A sample having a relatively large molecular weight such as an organic substance can be measured by TOF-SIMS measurement in which SIMS and TOF (time-of-flight mass spectrometer) are combined.

  In recent years, it has been required to perform the same imaging for a polymer sample having a higher molecular weight or a sample in the bio field. However, in such a sample, it is necessary to perform soft ionization so that the sample is not broken during the ionization process. is there. However, when the ion beam as described above is used, the polymer sample or the sample in the bio field is damaged, and necessary information cannot be obtained.

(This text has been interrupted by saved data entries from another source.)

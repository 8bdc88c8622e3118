//! Column scalers
//!
//! Statistics are captured once at fit time and reused for every later
//! transform. Callers pass only the values that are present on a row.

use dinewise_core::{Error, Result};
use serde::{Deserialize, Serialize};

/// Min-max scaling of one column into `[0, 1]`.
///
/// Values outside the fitted range are clamped rather than extrapolated,
/// and a constant column maps every value to 0.0.
#[derive(Debug, Clone, Copy, PartialEq, Serialize, Deserialize)]
pub struct MinMaxScaler {
    data_min: f64,
    data_max: f64,
}

impl MinMaxScaler {
    /// Fit over the finite values of a column; `None` if there are none
    pub fn fit<I: IntoIterator<Item = f64>>(values: I) -> Option<Self> {
        let mut data_min = f64::INFINITY;
        let mut data_max = f64::NEG_INFINITY;
        let mut seen = false;

        for value in values.into_iter().filter(|v| v.is_finite()) {
            data_min = data_min.min(value);
            data_max = data_max.max(value);
            seen = true;
        }

        seen.then_some(Self { data_min, data_max })
    }

    #[inline]
    pub fn transform(&self, value: f64) -> f32 {
        let range = self.data_max - self.data_min;
        if range.abs() <= 1e-12 || !value.is_finite() {
            return 0.0;
        }
        ((value - self.data_min) / range).clamp(0.0, 1.0) as f32
    }
}

/// Zero-mean, unit-variance standardization of `D` columns.
///
/// Uses the population standard deviation; a zero-variance column is only
/// centered.
#[derive(Debug, Clone, Copy, PartialEq)]
pub struct StandardScaler<const D: usize> {
    mean: [f64; D],
    std: [f64; D],
}

impl<const D: usize> StandardScaler<D> {
    pub fn fit(rows: &[[f64; D]]) -> Result<Self> {
        if rows.is_empty() {
            return Err(Error::DataIntegrity(
                "cannot standardize zero rows".to_string(),
            ));
        }
        let n = rows.len() as f64;

        let mut mean = [0.0; D];
        for row in rows {
            for (m, v) in mean.iter_mut().zip(row) {
                *m += v;
            }
        }
        for m in &mut mean {
            *m /= n;
        }

        let mut std = [0.0; D];
        for row in rows {
            for ((s, v), m) in std.iter_mut().zip(row).zip(&mean) {
                let diff = v - m;
                *s += diff * diff;
            }
        }
        for s in &mut std {
            *s = (*s / n).sqrt();
        }

        Ok(Self { mean, std })
    }

    pub fn mean(&self) -> &[f64; D] {
        &self.mean
    }

    pub fn std(&self) -> &[f64; D] {
        &self.std
    }

    pub fn transform(&self, row: &[f64; D]) -> [f64; D] {
        let mut out = [0.0; D];
        for k in 0..D {
            let centered = row[k] - self.mean[k];
            out[k] = if self.std[k] > 1e-10 {
                centered / self.std[k]
            } else {
                centered
            };
        }
        out
    }
}

#[cfg(test)]
mod tests {
    use super::*;

    #[test]
    fn test_min_max_scaling() {
        let scaler = MinMaxScaler::fit([2.0, 4.0, 10.0]).unwrap();
        assert_eq!(scaler.transform(2.0), 0.0);
        assert_eq!(scaler.transform(10.0), 1.0);
        assert!((scaler.transform(6.0) - 0.5).abs() < 1e-6);
    }

    #[test]
    fn test_min_max_clamps_out_of_range() {
        let scaler = MinMaxScaler::fit([0.0, 10.0]).unwrap();
        assert_eq!(scaler.transform(-5.0), 0.0);
        assert_eq!(scaler.transform(25.0), 1.0);
    }

    #[test]
    fn test_min_max_constant_and_empty() {
        let constant = MinMaxScaler::fit([3.0, 3.0]).unwrap();
        assert_eq!(constant.transform(3.0), 0.0);
        assert!(MinMaxScaler::fit(Vec::<f64>::new()).is_none());
        assert!(MinMaxScaler::fit([f64::NAN]).is_none());
    }

    #[test]
    fn test_standard_scaler() {
        let rows = [[1.0, 5.0], [3.0, 5.0]];
        let scaler = StandardScaler::fit(&rows).unwrap();
        assert_eq!(scaler.mean(), &[2.0, 5.0]);
        assert_eq!(scaler.std(), &[1.0, 0.0]);
        assert_eq!(scaler.transform(&[3.0, 6.0]), [1.0, 1.0]);
    }

    #[test]
    fn test_standard_scaler_rejects_empty() {
        assert!(StandardScaler::<2>::fit(&[]).is_err());
    }
}
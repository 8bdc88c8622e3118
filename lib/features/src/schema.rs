//! Feature layout
//!
//! Describes where each attribute group sits inside an encoded
//! [`FeatureVector`](dinewise_core::FeatureVector). The order is fixed:
//! cuisine vocabulary (sorted), then one one-hot block per categorical
//! attribute in [`CategoricalAttribute::ALL`] order, then one column per
//! numeric attribute in [`NumericAttribute::ALL`] order.

use dinewise_core::{CategoricalAttribute, NumericAttribute};
use serde::Serialize;
use std::ops::Range;

/// Column ranges of a fitted encoder
#[derive(Debug, Clone, PartialEq, Eq, Serialize)]
pub struct FeatureLayout {
    pub cuisine: Range<usize>,
    pub categorical: Vec<(CategoricalAttribute, Range<usize>)>,
    pub numeric: Range<usize>,
}

impl FeatureLayout {
    /// Total vector width
    pub fn dim(&self) -> usize {
        self.numeric.end
    }

    /// Column range of one categorical attribute
    pub fn categorical_range(&self, attribute: CategoricalAttribute) -> Option<Range<usize>> {
        self.categorical
            .iter()
            .find(|(attr, _)| *attr == attribute)
            .map(|(_, range)| range.clone())
    }

    /// Column index of one numeric attribute
    pub fn numeric_column(&self, attribute: NumericAttribute) -> usize {
        let offset = NumericAttribute::ALL
            .iter()
            .position(|a| *a == attribute)
            .unwrap_or_default();
        self.numeric.start + offset
    }
}
//! Pairwise cosine similarity over the full feature set
//!
//! The matrix is computed once per dataset load and only read afterwards.
//! Each unordered pair is computed a single time and mirrored, so the
//! result is exactly symmetric.

use crate::{Error, FeatureVector, Result};
use rayon::prelude::*;
use serde::{Deserialize, Serialize};
use std::time::Instant;

/// Dense, symmetric `n x n` similarity matrix in row-major order
#[derive(Debug, Clone, PartialEq, Serialize, Deserialize)]
pub struct SimilarityMatrix {
    n: usize,
    data: Vec<f32>,
}

impl SimilarityMatrix {
    /// Compute cosine similarity for every pair of vectors.
    ///
    /// `sim(i, i)` is 1.0 for a non-zero vector and 0.0 for an all-zero one.
    /// All vectors must share one dimension.
    pub fn build(vectors: &[FeatureVector]) -> Result<Self> {
        let started = Instant::now();
        let n = vectors.len();

        if let Some(first) = vectors.first() {
            let expected = first.dim();
            if let Some(bad) = vectors.iter().find(|v| v.dim() != expected) {
                return Err(Error::InvalidDimension {
                    expected,
                    actual: bad.dim(),
                });
            }
        }

        let norms: Vec<f32> = vectors.par_iter().map(FeatureVector::norm).collect();

        // Upper triangle, one row per task: row i holds sim(i, j) for j > i
        let upper: Vec<Vec<f32>> = (0..n)
            .into_par_iter()
            .map(|i| {
                let a = vectors[i].as_slice();
                ((i + 1)..n)
                    .map(|j| {
                        let denom = norms[i] * norms[j];
                        if denom == 0.0 {
                            0.0
                        } else {
                            crate::simd::dot_product_simd(a, vectors[j].as_slice()) / denom
                        }
                    })
                    .collect()
            })
            .collect();

        let mut data = vec![0.0f32; n * n];
        for (i, row) in upper.into_iter().enumerate() {
            data[i * n + i] = if norms[i] > 0.0 { 1.0 } else { 0.0 };
            for (offset, sim) in row.into_iter().enumerate() {
                let j = i + 1 + offset;
                data[i * n + j] = sim;
                data[j * n + i] = sim;
            }
        }

        tracing::info!(
            restaurants = n,
            dim = vectors.first().map(FeatureVector::dim).unwrap_or(0),
            elapsed_ms = started.elapsed().as_millis() as u64,
            "Similarity matrix built"
        );

        Ok(Self { n, data })
    }

    /// Number of rows (and columns)
    #[inline]
    pub fn len(&self) -> usize {
        self.n
    }

    #[inline]
    pub fn is_empty(&self) -> bool {
        self.n == 0
    }

    /// Similarity between rows `i` and `j`. Panics if either is out of range.
    #[inline]
    pub fn get(&self, i: usize, j: usize) -> f32 {
        assert!(i < self.n && j < self.n, "index out of range");
        self.data[i * self.n + j]
    }

    /// All similarities of row `i` against every row
    #[inline]
    pub fn row(&self, i: usize) -> &[f32] {
        &self.data[i * self.n..(i + 1) * self.n]
    }
}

Therefore, when a polymer sample or a sample in the bio field is handled, a method is used in which after adding an additional reagent to the sample, laser pulse light is condensed on the sample surface, and the sample is scattered and ionized.
This additional reagent is used to digest or divide the sample, and conversely, to prevent damage during ionization. In this way, after pretreatment with an additional reagent, mass distribution imaging data is obtained by performing mass analysis at a large number of measurement points while scanning a stage on which a laser light source or a sample is placed.

When laser ionization is used, laser light can be irradiated in a pulsed manner, and the mass of a sample is large, so that it is generally combined with a TOF type mass spectrometer (see, for example, Patent Document 1).
The condensing size of the laser beam used for TOF is several hundred micrometers because of the amount of scattered ions necessary for analysis, and even if it is condensed, it is at most about 1 micron due to the diffraction limit of light. Although a micron-sized mass distribution in a sample can be obtained, micron-sized resolution is insufficient to directly measure the intracellular mass distribution as currently required.
JP 9-320515 A

  As described above, in the conventional mass spectrometer, there is no ionization method capable of soft ionization with a fine size of micron or less, and for example, it is difficult to directly observe the intracellular mass distribution. If you want to see the mass distribution of each microscopic area in the cell, sample it in advance using another method, transfer it to another substrate, and increase the sample area. Since it is necessary to perform the measurement, much time and labor are required for the measurement. In addition, contamination by contamination and damage caused by contamination in the sample transfer process, etc., making it difficult to perform accurate mass distribution imaging with high position resolution.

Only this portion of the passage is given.